For each line of the data below that holds "ToSchema", copy the line.

─── Input material

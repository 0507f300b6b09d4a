//! Page-number pagination: request normalization, offset windows and
//! navigation metadata.

use serde::Serialize;
use utoipa::ToSchema;

use crate::config::PaginationConfig;

/// Offset/limit slice of an ordered result set
#[derive(Debug, Clone, Copy, PartialEq, Eq)]
pub struct PageWindow {
    pub offset: i64,
    pub limit: i64,
}

/// A normalized page request.
///
/// `page` is at least 1 and `page_size` lies in `1..=max_page_size`.
#[derive(Debug, Clone, Copy, PartialEq, Eq)]
pub struct PageRequest {
    pub page: i64,
    pub page_size: i64,
}

impl PageRequest {
    /// Normalize a page request: pages below 1 become page 1, sizes below 1
    /// fall back to the default and sizes above the maximum are clamped.
    pub fn new(page: i64, page_size: i64, config: &PaginationConfig) -> Self {
        let page_size = if page_size < 1 {
            config.default_page_size
        } else {
            page_size
        };

        Self {
            page: page.max(1),
            page_size: page_size.min(config.max_page_size).max(1),
        }
    }

    /// Build a page request from raw query string values.
    /// Unparsable values behave as if absent.
    pub fn from_params(
        page: Option<&str>,
        page_size: Option<&str>,
        config: &PaginationConfig,
    ) -> Self {
        let page = page.and_then(|p| p.trim().parse::<i64>().ok()).unwrap_or(1);
        let page_size = page_size
            .and_then(|s| s.trim().parse::<i64>().ok())
            .unwrap_or(config.default_page_size);
        Self::new(page, page_size, config)
    }

    pub fn window(&self) -> PageWindow {
        PageWindow {
            offset: (self.page - 1).saturating_mul(self.page_size),
            limit: self.page_size,
        }
    }
}

/// Pagination metadata of a list response
#[derive(Debug, Clone, PartialEq, Eq, Serialize, ToSchema)]
pub struct PageMeta {
    /// Number of records matching the filters
    pub count: i64,
    pub total_pages: i64,
    pub current_page: i64,
    pub page_size: i64,
    /// Link to the next page, if any
    pub next: Option<String>,
    /// Link to the previous page, if any
    pub previous: Option<String>,
}

impl PageMeta {
    pub fn new(request: &PageRequest, total_count: i64, base_path: &str) -> Self {
        let total_pages = total_pages(total_count, request.page_size);
        let next = (request.page < total_pages)
            .then(|| page_link(base_path, request.page + 1, request.page_size));
        let previous =
            (request.page > 1).then(|| page_link(base_path, request.page - 1, request.page_size));

        Self {
            count: total_count,
            total_pages,
            current_page: request.page,
            page_size: request.page_size,
            next,
            previous,
        }
    }
}

/// `ceil(total_count / page_size)`, zero for an empty set
pub fn total_pages(total_count: i64, page_size: i64) -> i64 {
    if total_count <= 0 || page_size <= 0 {
        return 0;
    }
    (total_count + page_size - 1) / page_size
}

pub fn page_link(base_path: &str, page: i64, page_size: i64) -> String {
    format!("{}?page={}&page_size={}", base_path, page, page_size)
}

──────

## Completed task
use utoipa::ToSchema;
#[derive(Debug, Clone, PartialEq, Eq, Serialize, ToSchema)]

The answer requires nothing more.